「報道機関は金権体制の雇われた手先であり、その利害が関わるところでは嘘をつくために設けられている。それゆえ誰も何も信じることはできない」

ヘンリー・アダムズ(画像はイメージです)
ヘンリー・アダムズ(画像はイメージです)
  • 1838年2月16日~1918年3月27日(80歳没)
  • アメリカ合衆国出身
  • 歴史家、文筆家、政治評論家

英文

”The press is the hired agent of a monied system, and set up for no other purpose than to tell lies where their interests are involved. One can trust nobody and nothing.”

日本語訳

「報道機関は金権体制の雇われた手先であり、その利害が関わるところでは嘘をつくために設けられている。それゆえ誰も何も信じることはできない」

解説

この名言は、報道の中立性や信頼性に対する徹底的な不信を表明した、ヘンリー・アダムズらしい辛辣な批判である。彼は「the press(報道機関)」を、公共の利益を代表する存在ではなく、「monied system(金権体制)」=資本や権力に従属する存在と断じている。その役割は真実の報道ではなく、利害関係が生じたときにそれを隠蔽・偽造することにあるという、極めてシニカルな認識が示されている。

アダムズは、19世紀末のアメリカにおいて急速に発展した資本主義・企業利権・政財界の癒着を厳しく批判していた。新聞や雑誌はその影響下にあり、ジャーナリズムは次第に広告主や政治権力の機嫌をうかがう存在となっていった。このような背景の中で、彼は「誰も何も信じられない」という絶望的な結論に至るが、それは市民が真実に接する手段を失うことの危険性を強く警告するものである。

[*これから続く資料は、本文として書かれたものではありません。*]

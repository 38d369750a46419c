use crate::error::ConfigError;
use core_types::{Indicator, IndicatorParams, Timeframe};
use rust_decimal::Decimal;
use rust_decimal_macros::dec;
use serde::{Deserialize, Serialize};
use std::collections::BTreeMap;

/// Upper bound on the portfolio size. Admission compares a candidate against
/// every active strategy, so this keeps that check small.
pub const MAX_PORTFOLIO_CAPACITY: usize = 50;

/// The root configuration structure for the entire application.
///
/// Every section has documented defaults, so an empty `config.toml` is valid.
#[derive(Debug, Clone, Default, PartialEq, Serialize, Deserialize)]
#[serde(default)]
pub struct Config {
    pub system: SystemConfig,
    pub thresholds: PromotionThresholds,
    pub strategy: StrategyConfig,
    pub metrics: MetricsConfig,
    pub portfolio: PortfolioConfig,
    pub scheduler: SchedulerConfig,
    pub generator: GeneratorConfig,
    pub backtest: BacktestConfig,
    pub store: StoreConfig,
    pub logging: LoggingConfig,
}

/// System-wide limits.
#[derive(Debug, Clone, PartialEq, Serialize, Deserialize)]
#[serde(default)]
pub struct SystemConfig {
    /// Maximum number of strategies in state `ACTIVE` at once.
    pub max_concurrent_strategies: usize,
    /// Interval between evolution cycles.
    pub evolution_cycle_hours: u64,
    /// Minimum length of a backtest window.
    pub min_backtest_period_days: i64,
}

impl Default for SystemConfig {
    fn default() -> Self {
        Self {
            max_concurrent_strategies: 5,
            evolution_cycle_hours: 24,
            min_backtest_period_days: 30,
        }
    }
}

/// The promotion rule set. All must hold for a candidate to be promoted.
#[derive(Debug, Clone, PartialEq, Serialize, Deserialize)]
#[serde(default)]
pub struct PromotionThresholds {
    pub min_profit_factor: Decimal,
    /// Fraction of winning trades (0.45 = 45%).
    pub min_win_rate: Decimal,
    /// Maximum peak-to-trough drawdown as a fraction.
    pub max_drawdown_threshold: Decimal,
    pub min_sharpe_ratio: Decimal,
    pub min_trades_per_day: Decimal,
    /// Worst single-day loss as a fraction of equity.
    pub max_daily_loss: Decimal,
    /// Below this many trades the candidate is put on hold instead of judged.
    pub min_sample_trades: usize,
}

impl Default for PromotionThresholds {
    fn default() -> Self {
        Self {
            min_profit_factor: dec!(1.5),
            min_win_rate: dec!(0.45),
            max_drawdown_threshold: dec!(0.20),
            min_sharpe_ratio: dec!(1.0),
            min_trades_per_day: dec!(3),
            max_daily_loss: dec!(0.05),
            min_sample_trades: 10,
        }
    }
}

/// The combinatorial search space and diversification band.
#[derive(Debug, Clone, PartialEq, Serialize, Deserialize)]
#[serde(default)]
pub struct StrategyConfig {
    pub available_timeframes: Vec<Timeframe>,
    pub max_indicators_per_strategy: usize,
    pub available_indicators: Vec<Indicator>,
    /// Parameters applied to an indicator whenever a spec uses it.
    pub indicator_params: BTreeMap<Indicator, IndicatorParams>,
    /// Correlations below this mark a candidate as well diversified.
    pub min_correlation_threshold: Decimal,
    /// A candidate correlating above this with any active strategy is refused.
    pub max_correlation_threshold: Decimal,
}

impl Default for StrategyConfig {
    fn default() -> Self {
        let period = |p: i64| IndicatorParams::new().with("period", Decimal::from(p));
        let indicator_params = BTreeMap::from([
            (Indicator::Sma, period(20)),
            (Indicator::Ema, period(21)),
            (Indicator::Rsi, period(14)),
            (
                Indicator::Macd,
                IndicatorParams::new()
                    .with("fast", dec!(12))
                    .with("slow", dec!(26))
                    .with("signal", dec!(9)),
            ),
            (
                Indicator::BollingerBands,
                period(20).with("std_dev", dec!(2)),
            ),
            (Indicator::Atr, period(14)),
            (Indicator::Stochastic, period(14)),
            (Indicator::Obv, period(20)),
            (Indicator::Vwap, period(24)),
        ]);

        Self {
            available_timeframes: Timeframe::ALL.to_vec(),
            max_indicators_per_strategy: 5,
            available_indicators: Indicator::ALL.to_vec(),
            indicator_params,
            min_correlation_threshold: dec!(0.3),
            max_correlation_threshold: dec!(0.8),
        }
    }
}

/// Parameters of the metric evaluator.
#[derive(Debug, Clone, PartialEq, Serialize, Deserialize)]
#[serde(default)]
pub struct MetricsConfig {
    /// Trading days per year used to annualize the Sharpe ratio.
    pub annualization_days: u32,
}

impl Default for MetricsConfig {
    fn default() -> Self {
        Self {
            annualization_days: 365,
        }
    }
}

/// Parameters of the portfolio manager.
#[derive(Debug, Clone, PartialEq, Serialize, Deserialize)]
#[serde(default)]
pub struct PortfolioConfig {
    /// Trailing window of live/paper trades used to score active strategies.
    pub score_window_days: i64,
    /// Correlations over fewer overlapping days are not trusted.
    pub min_correlation_overlap_days: usize,
    /// Notional capital that live P&L is divided by to obtain daily returns.
    pub capital_base: Decimal,
    pub persistence_retry_attempts: u32,
    pub persistence_backoff_ms: u64,
}

impl Default for PortfolioConfig {
    fn default() -> Self {
        Self {
            score_window_days: 30,
            min_correlation_overlap_days: 10,
            capital_base: dec!(10000),
            persistence_retry_attempts: 5,
            persistence_backoff_ms: 200,
        }
    }
}

/// Parameters of the evolution scheduler.
#[derive(Debug, Clone, PartialEq, Serialize, Deserialize)]
#[serde(default)]
pub struct SchedulerConfig {
    /// How many new candidates to request per cycle.
    pub candidates_per_cycle: usize,
    /// Maximum number of concurrent backtests.
    pub worker_concurrency: usize,
    /// Wall-clock bound for one backtest.
    pub backtest_timeout_secs: u64,
    /// After this many holds a candidate is rejected.
    pub max_hold_retries: u32,
    /// Days added to the backtest window each time a candidate is held.
    pub hold_window_extension_days: i64,
}

impl Default for SchedulerConfig {
    fn default() -> Self {
        Self {
            candidates_per_cycle: 20,
            worker_concurrency: 4,
            backtest_timeout_secs: 300,
            max_hold_retries: 3,
            hold_window_extension_days: 30,
        }
    }
}

/// Parameters of the candidate generator.
#[derive(Debug, Clone, PartialEq, Serialize, Deserialize)]
#[serde(default)]
pub struct GeneratorConfig {
    /// Archived specs newer than this many days are not proposed again.
    pub dedup_recency_days: i64,
    /// Maximum Jaccard overlap of indicator sets with an active strategy on the
    /// same timeframe. `1.0` disables the filter.
    pub max_indicator_overlap: Decimal,
    /// Fixed RNG seed for reproducible runs.
    pub seed: Option<u64>,
}

impl Default for GeneratorConfig {
    fn default() -> Self {
        Self {
            dedup_recency_days: 30,
            max_indicator_overlap: dec!(0.8),
            seed: None,
        }
    }
}

/// Parameters of the reference backtest simulator.
#[derive(Debug, Clone, PartialEq, Serialize, Deserialize)]
#[serde(default)]
pub struct BacktestConfig {
    /// Instrument whose klines are replayed.
    pub symbol: String,
    /// Proportional cost charged on entry and on exit.
    pub fee_rate: Decimal,
}

impl Default for BacktestConfig {
    fn default() -> Self {
        Self {
            symbol: "BTCUSDT".to_string(),
            fee_rate: dec!(0.001),
        }
    }
}

/// Connection settings of the PostgreSQL state store.
#[derive(Debug, Clone, PartialEq, Serialize, Deserialize)]
#[serde(default)]
pub struct StoreConfig {
    /// Environment variable holding the connection string.
    pub database_url_env: String,
    pub max_connections: u32,
    pub acquire_timeout_secs: u64,
}

impl Default for StoreConfig {
    fn default() -> Self {
        Self {
            database_url_env: "DATABASE_URL".to_string(),
            max_connections: 10,
            acquire_timeout_secs: 5,
        }
    }
}

/// Output format of the console log layer.
#[derive(Debug, Clone, Copy, Default, PartialEq, Eq, Serialize, Deserialize)]
#[cfg_attr(feature = "clap", derive(clap::ValueEnum))]
#[serde(rename_all = "lowercase")]
pub enum LogFormat {
    #[default]
    Pretty,
    Json,
}

#[derive(Debug, Clone, PartialEq, Serialize, Deserialize)]
#[serde(default)]
pub struct LoggingConfig {
    /// Filter directive used when `RUST_LOG` is unset.
    pub level: String,
    pub format: LogFormat,
    /// When set, logs are also written to a daily-rolling file in this directory.
    pub directory: Option<String>,
}

impl Default for LoggingConfig {
    fn default() -> Self {
        Self {
            level: "info".to_string(),
            format: LogFormat::Pretty,
            directory: None,
        }
    }
}

impl Config {
    /// Checks that every limit and threshold is usable.
    pub fn validate(&self) -> Result<(), ConfigError> {
        let fail = |msg: String| Err(ConfigError::ValidationError(msg));
        let unit = |v: Decimal| v >= Decimal::ZERO && v <= Decimal::ONE;

        let cap = self.system.max_concurrent_strategies;
        if cap == 0 || cap > MAX_PORTFOLIO_CAPACITY {
            return fail(format!(
                "max_concurrent_strategies must be in 1..={}, got {}",
                MAX_PORTFOLIO_CAPACITY, cap
            ));
        }
        if self.system.evolution_cycle_hours == 0 {
            return fail("evolution_cycle_hours must be positive".to_string());
        }
        if self.system.min_backtest_period_days <= 0 {
            return fail("min_backtest_period_days must be positive".to_string());
        }

        let t = &self.thresholds;
        if !unit(t.min_win_rate) || !unit(t.max_drawdown_threshold) || !unit(t.max_daily_loss) {
            return fail("win rate, drawdown and daily loss thresholds are fractions in [0, 1]".to_string());
        }
        if t.min_profit_factor.is_sign_negative() || t.min_trades_per_day.is_sign_negative() {
            return fail("min_profit_factor and min_trades_per_day must not be negative".to_string());
        }

        let s = &self.strategy;
        if s.available_timeframes.is_empty() || s.available_indicators.is_empty() {
            return fail("at least one timeframe and one indicator must be available".to_string());
        }
        if s.max_indicators_per_strategy == 0 {
            return fail("max_indicators_per_strategy must be positive".to_string());
        }
        if !unit(s.min_correlation_threshold.abs()) || !unit(s.max_correlation_threshold.abs()) {
            return fail("correlation thresholds must lie in [-1, 1]".to_string());
        }
        if s.min_correlation_threshold > s.max_correlation_threshold {
            return fail(format!(
                "min_correlation_threshold ({}) exceeds max_correlation_threshold ({})",
                s.min_correlation_threshold, s.max_correlation_threshold
            ));
        }

        if self.metrics.annualization_days == 0 {
            return fail("annualization_days must be positive".to_string());
        }
        if self.portfolio.capital_base <= Decimal::ZERO {
            return fail("capital_base must be positive".to_string());
        }
        if self.portfolio.score_window_days <= 0 {
            return fail("score_window_days must be positive".to_string());
        }
        if self.scheduler.worker_concurrency == 0 {
            return fail("worker_concurrency must be positive".to_string());
        }
        if self.scheduler.backtest_timeout_secs == 0 {
            return fail("backtest_timeout_secs must be positive".to_string());
        }
        if self.scheduler.hold_window_extension_days < 0 {
            return fail("hold_window_extension_days must not be negative".to_string());
        }
        if !unit(self.generator.max_indicator_overlap) {
            return fail("max_indicator_overlap must lie in [0, 1]".to_string());
        }
        if self.backtest.symbol.is_empty() {
            return fail("backtest.symbol must not be empty".to_string());
        }
        if !unit(self.backtest.fee_rate) {
            return fail("fee_rate must lie in [0, 1]".to_string());
        }
        if self.generator.dedup_recency_days < 0 {
            return fail("dedup_recency_days must not be negative".to_string());
        }
        Ok(())
    }
}

#[cfg(test)]
mod tests {
    use super::*;

    #[test]
    fn test_defaults_match_documented_values() {
        let config = Config::default();
        assert_eq!(config.system.max_concurrent_strategies, 5);
        assert_eq!(config.system.evolution_cycle_hours, 24);
        assert_eq!(config.system.min_backtest_period_days, 30);
        assert_eq!(config.thresholds.min_profit_factor, dec!(1.5));
        assert_eq!(config.thresholds.min_win_rate, dec!(0.45));
        assert_eq!(config.thresholds.max_drawdown_threshold, dec!(0.20));
        assert_eq!(config.thresholds.min_sharpe_ratio, dec!(1.0));
        assert_eq!(config.thresholds.min_trades_per_day, dec!(3));
        assert_eq!(config.thresholds.max_daily_loss, dec!(0.05));
        assert_eq!(config.strategy.available_timeframes.len(), 5);
        assert_eq!(config.strategy.available_indicators.len(), 9);
        assert_eq!(config.strategy.max_correlation_threshold, dec!(0.8));
        assert!(config.validate().is_ok());
    }

    #[test]
    fn test_validation_rejects_inverted_correlation_band() {
        let mut config = Config::default();
        config.strategy.min_correlation_threshold = dec!(0.9);
        assert!(matches!(config.validate(), Err(ConfigError::ValidationError(_))));
    }

    #[test]
    fn test_validation_bounds_capacity() {
        let mut config = Config::default();
        config.system.max_concurrent_strategies = 0;
        assert!(config.validate().is_err());
        config.system.max_concurrent_strategies = MAX_PORTFOLIO_CAPACITY + 1;
        assert!(config.validate().is_err());
    }

    #[test]
    fn test_validation_rejects_fraction_out_of_range() {
        let mut config = Config::default();
        config.thresholds.max_daily_loss = dec!(5);
        assert!(config.validate().is_err());
    }
}
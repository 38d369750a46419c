//! # ASES Evolution Engine
//!
//! The orchestrator of the workspace. An `EvolutionScheduler` runs one cycle per
//! `evolution_cycle_hours`: it draws candidates from the generator, backtests
//! them concurrently under a timeout, scores and gates the results, and feeds
//! promoted candidates one by one to the portfolio manager.
//!
//! A failing candidate never fails its cycle. A cycle fails only when its
//! inputs cannot be loaded, and then leaves the portfolio untouched.

mod admission;
pub mod error;
pub mod event;
pub mod report;
pub mod scheduler;

pub use error::EngineError;
pub use event::EvolutionEvent;
pub use report::{CycleReport, Rejection};
pub use scheduler::EvolutionScheduler;
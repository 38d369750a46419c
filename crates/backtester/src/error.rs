use chrono::{DateTime, Utc};
use thiserror::Error;

#[derive(Error, Debug)]
pub enum SimulationError {
    #[error("Database error occurred during backtest: {0}")]
    Database(#[from] database::DbError),

    #[error("Historical data for the requested range is missing.")]
    DataUnavailable,

    #[error("Historical data has {missing} missing bars, first gap after {after}")]
    DataGap { missing: usize, after: DateTime<Utc> },

    #[error("Invalid indicator parameters: {0}")]
    InvalidParameters(String),

    #[error("Numeric conversion failed: {0}")]
    Numeric(String),
}

impl From<ta::errors::TaError> for SimulationError {
    fn from(error: ta::errors::TaError) -> Self {
        SimulationError::InvalidParameters(format!("{:?}", error))
    }
}
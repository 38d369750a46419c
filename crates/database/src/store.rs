use crate::error::DbError;
use async_trait::async_trait;
use chrono::{DateTime, Utc};
use core_types::{SpecId, StrategyRecord, StrategyState};
use std::collections::HashSet;

/// Durable home of every `StrategyRecord`, keyed by `SpecId`.
///
/// All writes are upserts, so replaying a write after an ambiguous failure
/// leaves the store unchanged.
#[async_trait]
pub trait StateStore: Send + Sync {
    /// Every record currently in state `ACTIVE`.
    async fn load_active_portfolio(&self) -> Result<Vec<StrategyRecord>, DbError>;

    /// Non-archived records whose state is one of `states`.
    async fn load_records_in_states(
        &self,
        states: &[StrategyState],
    ) -> Result<Vec<StrategyRecord>, DbError>;

    /// Identities the generator must not propose again: every live record plus
    /// archived records archived at or after `archived_since`.
    async fn known_spec_ids(&self, archived_since: DateTime<Utc>) -> Result<HashSet<SpecId>, DbError>;

    /// Inserts or replaces a non-terminal record.
    async fn persist(&self, record: &StrategyRecord) -> Result<(), DbError>;

    /// Moves a `REJECTED` or `RETIRED` record into the read-only archive.
    async fn archive(&self, record: &StrategyRecord) -> Result<(), DbError>;

    /// Atomically activates `admitted` and, if given, archives `retired`.
    ///
    /// Either both writes become visible or neither does.
    async fn commit_admission(
        &self,
        admitted: &StrategyRecord,
        retired: Option<&StrategyRecord>,
    ) -> Result<(), DbError>;

    /// Operator configuration overrides as a JSON document, if any were stored.
    async fn load_config(&self) -> Result<Option<serde_json::Value>, DbError>;
}
impl PortfolioManager {
    pub fn new(store: Arc<dyn StateStore>, config: &Config) -> Self {
        Self {
            store,
            active: BTreeMap::new(),
            capacity: config.system.max_concurrent_strategies,
            min_correlation: config.strategy.min_correlation_threshold,
            max_correlation: config.strategy.max_correlation_threshold,
            min_overlap: config.portfolio.min_correlation_overlap_days,
            score_window_days: config.portfolio.score_window_days,
            capital_base: config.portfolio.capital_base,
            evaluator: MetricEvaluator::new(
                config.metrics.annualization_days,
                config.system.min_backtest_period_days,
            ),
            retry: RetryPolicy::new(
                config.portfolio.persistence_retry_attempts,
                Duration::from_millis(config.portfolio.persistence_backoff_ms),
            ),
        }
    }

    /// Rebuilds the active set from the store, replacing whatever was in memory.
    pub async fn load(&mut self) -> Result<usize, PortfolioError> {
        let records = self.store.load_active_portfolio().await?;
        if records.len() > self.capacity {
            tracing::warn!(
                loaded = records.len(),
                capacity = self.capacity,
                "stored portfolio exceeds capacity; no admissions until it shrinks"
            );
        }
        self.active = records.into_iter().map(|r| (r.id().clone(), r)).collect();
        tracing::info!(active = self.active.len(), "portfolio loaded");
        Ok(self.active.len())
    }

    pub fn active(&self) -> impl Iterator<Item = &StrategyRecord> {
        self.active.values()
    }

    pub fn active_specs(&self) -> Vec<StrategySpec> {
        self.active.values().map(|r| r.spec.clone()).collect()
    }

    pub fn get(&self, id: &SpecId) -> Option<&StrategyRecord> {
        self.active.get(id)
    }

    pub fn len(&self) -> usize {
        self.active.len()
    }

    pub fn is_empty(&self) -> bool {
        self.active.is_empty()
    }

    pub fn capacity(&self) -> usize {
        self.capacity
    }

    /// Offers a `PORTFOLIO_PENDING` candidate to the portfolio.
    ///
    /// On `Admitted` the candidate has been moved to `ACTIVE`. On either
    /// rejection, and on error, it is left exactly as it was passed in.
    pub async fn admit(
        &mut self,
        candidate: &mut StrategyRecord,
        now: DateTime<Utc>,
    ) -> Result<Admission, PortfolioError> {
        let id = candidate.id().clone();

        if let Some(existing) = self.active.get(&id) {
            tracing::debug!(spec_id = %id.short(), "candidate already active; admission is a no-op");
            *candidate = existing.clone();
            return Ok(Admission::new(AdmitOutcome::Admitted));
        }
        if candidate.state != StrategyState::PortfolioPending {
            return Err(PortfolioError::NotPending {
                id,
                state: candidate.state,
            });
        }

        // 1. Correlation against every active strategy.
        let mut admission = Admission::new(AdmitOutcome::Admitted);
        for (active_id, record) in &self.active {
            let Some(rho) = correlation(&candidate.return_series, &record.return_series, self.min_overlap)
            else {
                tracing::debug!(
                    spec_id = %id.short(),
                    with = %active_id.short(),
                    min_overlap = self.min_overlap,
                    "correlation undefined (short overlap or flat series); not checked against this strategy"
                );
                continue;
            };
            if admission.max_correlation.is_none_or(|max| rho > max) {
                admission.max_correlation = Some(rho);
                admission.correlated_with = Some(active_id.clone());
            }
        }
        if let Some(rho) = admission.max_correlation {
            if rho > self.max_correlation {
                tracing::info!(
                    spec_id = %id.short(),
                    correlation = %rho.round_dp(3),
                    with = %admission.correlated_with.as_ref().map(|i| i.short()).unwrap_or_default(),
                    "candidate rejected: correlation above threshold"
                );
                admission.outcome = AdmitOutcome::RejectedCorrelation;
                return Ok(admission);
            }
        }

        let mut admitted = candidate.clone();
        admitted.transition(StrategyState::Active, now)?;

        // 2. Free slot.
        if self.active.len() < self.capacity {
            self.commit(&admitted, None).await?;
            self.log_admission(&admitted, &admission);
            self.active.insert(id, admitted.clone());
            *candidate = admitted;
            return Ok(admission);
        }

        // 3. Over capacity (the limit was lowered): nothing is admitted until
        //    retirements bring the set back within it.
        if self.active.len() > self.capacity {
            tracing::info!(
                spec_id = %id.short(),
                active = self.active.len(),
                capacity = self.capacity,
                "candidate rejected: portfolio exceeds capacity"
            );
            admission.outcome = AdmitOutcome::RejectedCapacityNoWeaker;
            return Ok(admission);
        }

        // 4. Full: replace the weakest only if strictly outperformed.
        let candidate_score = candidate
            .metrics
            .as_ref()
            .map(CompositeScore::of)
            .unwrap_or_else(CompositeScore::floor);
        let Some((weakest_id, weakest_score)) = self.weakest(now) else {
            admission.outcome = AdmitOutcome::RejectedCapacityNoWeaker;
            return Ok(admission);
        };

        if candidate_score <= weakest_score {
            tracing::info!(
                spec_id = %id.short(),
                candidate = %candidate_score,
                weakest = %weakest_score,
                "candidate rejected: portfolio full and no weaker strategy"
            );
            admission.outcome = AdmitOutcome::RejectedCapacityNoWeaker;
            return Ok(admission);
        }

        let mut retired = self
            .active
            .get(&weakest_id)
            .cloned()
            .ok_or_else(|| PortfolioError::NotActive(weakest_id.clone()))?;
        retired.retire(ReasonCode::Outperformed, now)?;
        retired.reason_detail = Some(format!(
            "replaced by {} ({} > {})",
            id.short(),
            candidate_score,
            weakest_score
        ));

        self.commit(&admitted, Some(&retired)).await?;
        tracing::info!(
            spec_id = %weakest_id.short(),
            score = %weakest_score,
            replaced_by = %id.short(),
            "strategy retired"
        );
        self.active.remove(&weakest_id);
        admission.retired = Some(weakest_id);
        self.log_admission(&admitted, &admission);
        self.active.insert(id, admitted.clone());
        *candidate = admitted;
        Ok(admission)
    }

    /// Appends realized live/paper trades to an active strategy.
    pub async fn record_live_trades(
        &mut self,
        id: &SpecId,
        trades: &[TradeRecord],
        now: DateTime<Utc>,
    ) -> Result<(), PortfolioError> {
        let mut updated = self
            .active
            .get(id)
            .cloned()
            .ok_or_else(|| PortfolioError::NotActive(id.clone()))?;
        updated.append_live_trades(trades, self.capital_base, now);

        let store = &self.store;
        let record = &updated;
        self.retry
            .run("persist_live_trades", move || store.persist(record))
            .await?;

        tracing::debug!(spec_id = %id.short(), trades = trades.len(), "live trades recorded");
        self.active.insert(id.clone(), updated);
        Ok(())
    }

    /// Retires an active strategy outside of an admission, e.g. by operator request.
    pub async fn retire(
        &mut self,
        id: &SpecId,
        reason: ReasonCode,
        now: DateTime<Utc>,
    ) -> Result<StrategyRecord, PortfolioError> {
        let mut retired = self
            .active
            .get(id)
            .cloned()
            .ok_or_else(|| PortfolioError::NotActive(id.clone()))?;
        retired.retire(reason, now)?;

        let store = &self.store;
        let record = &retired;
        self.retry
            .run("archive_retired", move || store.archive(record))
            .await?;

        tracing::info!(spec_id = %id.short(), reason = %reason, "strategy retired");
        self.active.remove(id);
        Ok(retired)
    }

    /// Score of an active strategy over its trailing live window, falling back
    /// to its latest backtest when no live trade falls inside the window.
    pub fn score(&self, record: &StrategyRecord, now: DateTime<Utc>) -> CompositeScore {
        let window = BacktestWindow::ending_at(now, self.score_window_days);
        let live: Vec<TradeRecord> = record
            .live_trades_since(window.start)
            .into_iter()
            .filter(|t| t.exit_time < window.end)
            .collect();

        if !live.is_empty() {
            match self.evaluator.evaluate_trades(&live, self.capital_base, window) {
                Ok(metrics) => return CompositeScore::of(&metrics),
                Err(e) => {
                    tracing::warn!(spec_id = %record.id().short(), error = %e, "live scoring failed; using backtest")
                }
            }
        }
        record
            .metrics
            .as_ref()
            .map(CompositeScore::of)
            .unwrap_or_else(CompositeScore::floor)
    }

    /// Every active strategy with its current score, weakest first.
    pub fn ranking(&self, now: DateTime<Utc>) -> Vec<(&StrategyRecord, CompositeScore)> {
        let mut ranked: Vec<_> = self
            .active
            .values()
            .map(|r| (r, self.score(r, now)))
            .collect();
        ranked.sort_by(|(a, sa), (b, sb)| {
            sa.cmp(sb)
                .then_with(|| a.activated_at.cmp(&b.activated_at))
                .then_with(|| a.id().cmp(b.id()))
        });
        ranked
    }

    /// The lowest-scoring active strategy. Among equals, the earliest activated.
    fn weakest(&self, now: DateTime<Utc>) -> Option<(SpecId, CompositeScore)> {
        self.ranking(now)
            .into_iter()
            .next()
            .map(|(r, score)| (r.id().clone(), score))
    }

    async fn commit(
        &self,
        admitted: &StrategyRecord,
        retired: Option<&StrategyRecord>,
    ) -> Result<(), PortfolioError> {
        let store = &self.store;
        self.retry
            .run("commit_admission", move || store.commit_admission(admitted, retired))
            .await?;
        Ok(())
    }

    fn log_admission(&self, admitted: &StrategyRecord, admission: &Admission) {
        let diversified = admission
            .max_correlation
            .is_none_or(|rho| rho < self.min_correlation);
        tracing::info!(
            spec_id = %admitted.id().short(),
            label = %admitted.spec.label(),
            max_correlation = ?admission.max_correlation.map(|r| r.round_dp(3)),
            diversified,
            active = self.active.len() + 1 - usize::from(admission.retired.is_some()),
            capacity = self.capacity,
            "strategy admitted"
        );
    }
}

現代においても、メディアの偏向報道、情報操作、フェイクニュースといった問題は絶えず議論されている。アダムズのこの名言は、報道が公共の信頼を得るには独立性と誠実さをいかに保たねばならないかを改めて考えさせる。そして同時に、情報の受け手である市民にも、常に批判的思考と検証の姿勢が求められるという、民主主義における重大な責任を突きつけている。